_INSTRUCTIONS FOR THE TASK:_ Everything from the line containing "let mut c = 0xFFFF_FFFFu32;" through the last line of the data below must be copied exactly, with no other lines included.
────────────────────
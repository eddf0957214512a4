use crate::checksum::xor8;
use crate::converter::*;
use crate::types::*;

const OFF_INODE_NO: usize = 0;
const OFF_TYPE: usize = 4;
const OFF_NAME: usize = 5;
const OFF_CHECKSUM: usize = OFF_NAME + NAME_MAX;

const _: () = assert!(OFF_CHECKSUM + 1 == DIRENT_SIZE);

#[derive(Debug, Copy, Clone, PartialEq, Eq)]
pub struct Dirent {
    pub inode_no: u32, // 0 if free
    pub r#type: u8,
    pub name: [u8; NAME_MAX],
    pub checksum: u8, // XOR of bytes [0..63)
}

impl Default for Dirent {
    fn default() -> Dirent {
        Dirent {
            inode_no: 0,
            r#type: 0,
            name: [0; NAME_MAX],
            checksum: 0,
        }
    }
}

impl Dirent {
    /// Builds an entry with its checksum already finalized. Names longer
    /// than the field are cut at `NAME_MAX` bytes.
    pub fn new(inode_no: u32, kind: InodeType, name: &[u8]) -> Dirent {
        let mut d = Dirent {
            inode_no,
            r#type: kind.dirent_type(),
            ..Dirent::default()
        };
        let len = name.len().min(NAME_MAX);
        d.name[..len].copy_from_slice(&name[..len]);
        d.finalize_checksum();
        d
    }

    pub fn is_free(&self) -> bool {
        self.inode_no == 0
    }

    pub fn kind(&self) -> Option<InodeType> {
        InodeType::from_dirent_type(self.r#type)
    }

    /// Name bytes up to the first NUL, or the whole field when full.
    pub fn name_bytes(&self) -> &[u8] {
        let end = self.name.iter().position(|&b| b == 0).unwrap_or(NAME_MAX);
        &self.name[..end]
    }

    pub fn name(&self) -> String {
        String::from_utf8_lossy(self.name_bytes()).into_owned()
    }

    pub fn to_bytes(&self) -> [u8; DIRENT_SIZE] {
        let mut b = [0u8; DIRENT_SIZE];
        write_u32(&mut b, OFF_INODE_NO, self.inode_no);
        b[OFF_TYPE] = self.r#type;
        b[OFF_NAME..OFF_CHECKSUM].copy_from_slice(&self.name);
        b[OFF_CHECKSUM] = self.checksum;
        b
    }

    pub fn finalize_checksum(&mut self) {
        self.checksum = xor8(&self.to_bytes()[..OFF_CHECKSUM]);
    }

    pub fn verify_checksum(raw: &[u8]) -> bool {
        raw.len() >= DIRENT_SIZE && xor8(&raw[..OFF_CHECKSUM]) == raw[OFF_CHECKSUM]
    }
}

pub fn u8_slice_as_dirent(s: &[u8]) -> Dirent {
    let mut name = [0u8; NAME_MAX];
    name.copy_from_slice(&s[OFF_NAME..OFF_CHECKSUM]);
    Dirent {
        inode_no: read_u32(s, OFF_INODE_NO),
        r#type: s[OFF_TYPE],
        name,
        checksum: s[OFF_CHECKSUM],
    }
}

/// Every slot of one directory block, free ones included.
pub fn u8_slice_as_dirents(block: &[u8]) -> Vec<Dirent> {
    (0..DIRENTS_PER_BLOCK)
        .map(|i| u8_slice_as_dirent(&block[dirent_slot_range(i)]))
        .collect()
}

#[cfg(test)]
mod tests {
    use super::*;

    #[test]
    fn dot_entry_bytes() {
        let d = Dirent::new(ROOT_INODE, InodeType::Dir, b".");
        let b = d.to_bytes();
        assert_eq!(&b[0..4], &[1, 0, 0, 0]);
        assert_eq!(b[4], 2);
        assert_eq!(b[5], b'.');
        // 1 ^ 2 ^ '.'
        assert_eq!(b[63], 0x2D);
        assert!(Dirent::verify_checksum(&b));
        assert_eq!(u8_slice_as_dirent(&b), d);
    }

    #[test]
    fn long_names_fill_the_field_unterminated() {
        let long = [b'a'; 70];
        let d = Dirent::new(2, InodeType::File, &long);
        assert_eq!(d.name_bytes().len(), NAME_MAX);
        assert!(d.name.iter().all(|&c| c == b'a'));
        assert!(Dirent::verify_checksum(&d.to_bytes()));
    }

    #[test]
    fn free_slots() {
        let block = [0u8; BLOCK_SIZE];
        let all = u8_slice_as_dirents(&block);
        assert_eq!(all.len(), DIRENTS_PER_BLOCK);
        assert!(all.iter().all(Dirent::is_free));
        assert_eq!(all[0].name(), "");
    }

    #[test]
    fn corrupted_entry() {
        let mut b = Dirent::new(2, InodeType::File, b"hello.txt").to_bytes();
        b[10] ^= 0x20;
        assert!(!Dirent::verify_checksum(&b));
    }
}
//! CRC-32 (reflected polynomial 0xEDB88320) and the 8-bit XOR fold used by
//! directory entries.

const POLY: u32 = 0xEDB8_8320;

const fn make_table() -> [u32; 256] {
    let mut table = [0u32; 256];
    let mut i = 0;
    while i < 256 {
        let mut c = i as u32;
        let mut j = 0;
        while j < 8 {
            c = if c & 1 != 0 { POLY ^ (c >> 1) } else { c >> 1 };
            j += 1;
        }
        table[i] = c;
        i += 1;
    }
    table
}

static CRC32_TABLE: [u32; 256] = make_table();

pub fn crc32(bytes: &[u8]) -> u32 {
    let mut c = 0xFFFF_FFFFu32;
    for &b in bytes {
        c = CRC32_TABLE[((c ^ b as u32) & 0xFF) as usize] ^ (c >> 8);
    }
    c ^ 0xFFFF_FFFF
}

pub fn xor8(bytes: &[u8]) -> u8 {
    bytes.iter().fold(0, |acc, b| acc ^ b)
}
────────────────────
_SOLUTION:_
    let mut c = 0xFFFF_FFFFu32;
    for &b in bytes {
        c = CRC32_TABLE[((c ^ b as u32) & 0xFF) as usize] ^ (c >> 8);
    }
    c ^ 0xFFFF_FFFF
}

pub fn xor8(bytes: &[u8]) -> u8 {
    bytes.iter().fold(0, |acc, b| acc ^ b)
}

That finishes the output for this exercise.